Task inputs:
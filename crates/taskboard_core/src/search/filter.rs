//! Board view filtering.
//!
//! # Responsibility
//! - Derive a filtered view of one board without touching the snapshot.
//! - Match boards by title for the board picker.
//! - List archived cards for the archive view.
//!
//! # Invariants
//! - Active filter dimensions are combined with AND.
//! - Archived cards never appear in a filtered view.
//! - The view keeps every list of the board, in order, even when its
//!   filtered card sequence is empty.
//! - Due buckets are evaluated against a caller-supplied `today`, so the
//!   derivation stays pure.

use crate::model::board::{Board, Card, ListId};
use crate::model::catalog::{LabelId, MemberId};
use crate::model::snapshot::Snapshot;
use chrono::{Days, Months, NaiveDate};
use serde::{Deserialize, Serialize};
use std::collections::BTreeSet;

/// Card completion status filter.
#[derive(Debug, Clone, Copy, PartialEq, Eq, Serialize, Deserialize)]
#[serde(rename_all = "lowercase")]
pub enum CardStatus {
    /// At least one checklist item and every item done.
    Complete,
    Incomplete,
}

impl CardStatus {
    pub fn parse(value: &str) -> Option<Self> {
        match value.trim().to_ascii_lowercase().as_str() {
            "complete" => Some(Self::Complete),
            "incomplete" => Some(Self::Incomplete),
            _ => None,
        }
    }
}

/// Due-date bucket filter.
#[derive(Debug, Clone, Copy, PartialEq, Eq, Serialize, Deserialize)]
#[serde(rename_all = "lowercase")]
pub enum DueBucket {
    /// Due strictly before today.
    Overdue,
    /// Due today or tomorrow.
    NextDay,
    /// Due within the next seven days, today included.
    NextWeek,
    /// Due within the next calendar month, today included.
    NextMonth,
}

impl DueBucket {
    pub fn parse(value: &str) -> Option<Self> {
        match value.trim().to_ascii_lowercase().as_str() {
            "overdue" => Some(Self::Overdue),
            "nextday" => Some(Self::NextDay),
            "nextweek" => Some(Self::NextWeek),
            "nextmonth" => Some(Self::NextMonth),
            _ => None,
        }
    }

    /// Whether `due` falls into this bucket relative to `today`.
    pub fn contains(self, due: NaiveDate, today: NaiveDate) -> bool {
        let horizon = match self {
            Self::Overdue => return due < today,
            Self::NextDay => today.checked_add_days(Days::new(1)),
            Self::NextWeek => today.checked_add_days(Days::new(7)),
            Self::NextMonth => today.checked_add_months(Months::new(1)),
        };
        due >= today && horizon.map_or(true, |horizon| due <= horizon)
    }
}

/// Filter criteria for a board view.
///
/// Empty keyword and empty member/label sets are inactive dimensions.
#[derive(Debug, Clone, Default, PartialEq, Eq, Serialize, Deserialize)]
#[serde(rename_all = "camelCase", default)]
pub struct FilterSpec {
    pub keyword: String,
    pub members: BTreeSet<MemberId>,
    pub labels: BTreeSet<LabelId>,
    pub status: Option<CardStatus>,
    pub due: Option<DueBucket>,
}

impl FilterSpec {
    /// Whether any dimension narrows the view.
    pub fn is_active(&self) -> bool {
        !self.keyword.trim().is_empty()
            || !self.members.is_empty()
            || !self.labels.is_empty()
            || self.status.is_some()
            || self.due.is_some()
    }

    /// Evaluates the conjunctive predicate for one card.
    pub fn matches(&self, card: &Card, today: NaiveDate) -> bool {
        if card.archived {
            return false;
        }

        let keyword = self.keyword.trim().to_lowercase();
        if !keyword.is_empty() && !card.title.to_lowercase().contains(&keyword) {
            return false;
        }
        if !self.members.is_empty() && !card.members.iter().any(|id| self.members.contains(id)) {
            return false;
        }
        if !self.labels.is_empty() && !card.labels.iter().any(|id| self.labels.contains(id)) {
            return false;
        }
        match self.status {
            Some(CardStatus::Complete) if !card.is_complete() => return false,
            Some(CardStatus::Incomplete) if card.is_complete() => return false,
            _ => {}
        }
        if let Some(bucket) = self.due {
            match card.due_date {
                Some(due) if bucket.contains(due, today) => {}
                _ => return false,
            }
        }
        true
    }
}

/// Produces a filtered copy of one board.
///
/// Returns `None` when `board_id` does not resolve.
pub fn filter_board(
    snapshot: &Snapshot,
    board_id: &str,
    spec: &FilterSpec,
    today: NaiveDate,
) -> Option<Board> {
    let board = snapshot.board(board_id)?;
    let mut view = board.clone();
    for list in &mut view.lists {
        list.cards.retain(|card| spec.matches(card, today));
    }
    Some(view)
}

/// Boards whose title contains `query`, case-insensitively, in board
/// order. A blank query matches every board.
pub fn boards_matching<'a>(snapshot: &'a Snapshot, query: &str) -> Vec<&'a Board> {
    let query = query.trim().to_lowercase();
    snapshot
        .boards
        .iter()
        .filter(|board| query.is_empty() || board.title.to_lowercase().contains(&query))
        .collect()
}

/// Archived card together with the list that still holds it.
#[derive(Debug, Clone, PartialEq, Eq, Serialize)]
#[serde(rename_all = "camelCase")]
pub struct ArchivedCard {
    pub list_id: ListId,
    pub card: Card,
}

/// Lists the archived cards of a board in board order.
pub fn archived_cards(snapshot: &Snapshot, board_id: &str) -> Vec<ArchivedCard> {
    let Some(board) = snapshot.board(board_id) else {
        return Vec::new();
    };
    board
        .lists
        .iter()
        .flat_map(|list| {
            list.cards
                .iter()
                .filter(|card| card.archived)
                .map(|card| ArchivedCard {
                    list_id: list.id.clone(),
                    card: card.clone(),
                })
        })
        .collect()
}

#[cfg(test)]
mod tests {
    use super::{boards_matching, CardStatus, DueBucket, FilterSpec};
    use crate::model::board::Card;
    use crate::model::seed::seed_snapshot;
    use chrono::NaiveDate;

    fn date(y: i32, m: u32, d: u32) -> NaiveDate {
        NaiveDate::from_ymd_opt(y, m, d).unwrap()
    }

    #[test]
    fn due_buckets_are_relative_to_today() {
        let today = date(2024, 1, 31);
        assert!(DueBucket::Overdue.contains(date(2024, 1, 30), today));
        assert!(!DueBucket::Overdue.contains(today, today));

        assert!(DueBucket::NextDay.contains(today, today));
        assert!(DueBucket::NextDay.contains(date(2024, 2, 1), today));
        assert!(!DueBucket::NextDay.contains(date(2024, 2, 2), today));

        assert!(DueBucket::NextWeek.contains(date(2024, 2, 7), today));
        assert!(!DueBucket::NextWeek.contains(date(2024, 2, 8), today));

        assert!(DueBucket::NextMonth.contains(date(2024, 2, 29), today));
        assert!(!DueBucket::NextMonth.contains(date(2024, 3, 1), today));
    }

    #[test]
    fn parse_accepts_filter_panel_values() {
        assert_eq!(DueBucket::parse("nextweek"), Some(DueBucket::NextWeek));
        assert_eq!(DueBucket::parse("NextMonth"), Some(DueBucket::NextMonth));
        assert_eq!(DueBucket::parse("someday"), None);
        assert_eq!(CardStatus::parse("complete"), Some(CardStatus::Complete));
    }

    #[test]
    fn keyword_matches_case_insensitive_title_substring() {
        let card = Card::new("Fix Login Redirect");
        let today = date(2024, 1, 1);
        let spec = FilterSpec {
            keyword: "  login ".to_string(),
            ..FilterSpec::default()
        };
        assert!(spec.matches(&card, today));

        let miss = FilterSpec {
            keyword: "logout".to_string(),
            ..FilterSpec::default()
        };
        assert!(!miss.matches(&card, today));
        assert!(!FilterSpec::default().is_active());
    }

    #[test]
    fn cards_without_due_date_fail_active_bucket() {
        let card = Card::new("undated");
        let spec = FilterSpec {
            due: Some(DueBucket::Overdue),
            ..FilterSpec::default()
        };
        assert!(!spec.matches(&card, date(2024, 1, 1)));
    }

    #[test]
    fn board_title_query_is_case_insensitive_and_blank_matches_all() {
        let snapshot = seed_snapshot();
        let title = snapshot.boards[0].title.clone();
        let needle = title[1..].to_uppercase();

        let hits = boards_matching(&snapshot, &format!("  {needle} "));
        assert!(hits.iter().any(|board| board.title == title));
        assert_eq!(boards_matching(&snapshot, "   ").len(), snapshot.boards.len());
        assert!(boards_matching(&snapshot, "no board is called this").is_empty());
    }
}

Your instructions:
Go through the records above and, whenever a line includes the word "Option", copy it.

Answer for this exercise:
    pub fn parse(value: &str) -> Option<Self> {
    pub fn parse(value: &str) -> Option<Self> {
    pub status: Option<CardStatus>,
    pub due: Option<DueBucket>,
) -> Option<Board> {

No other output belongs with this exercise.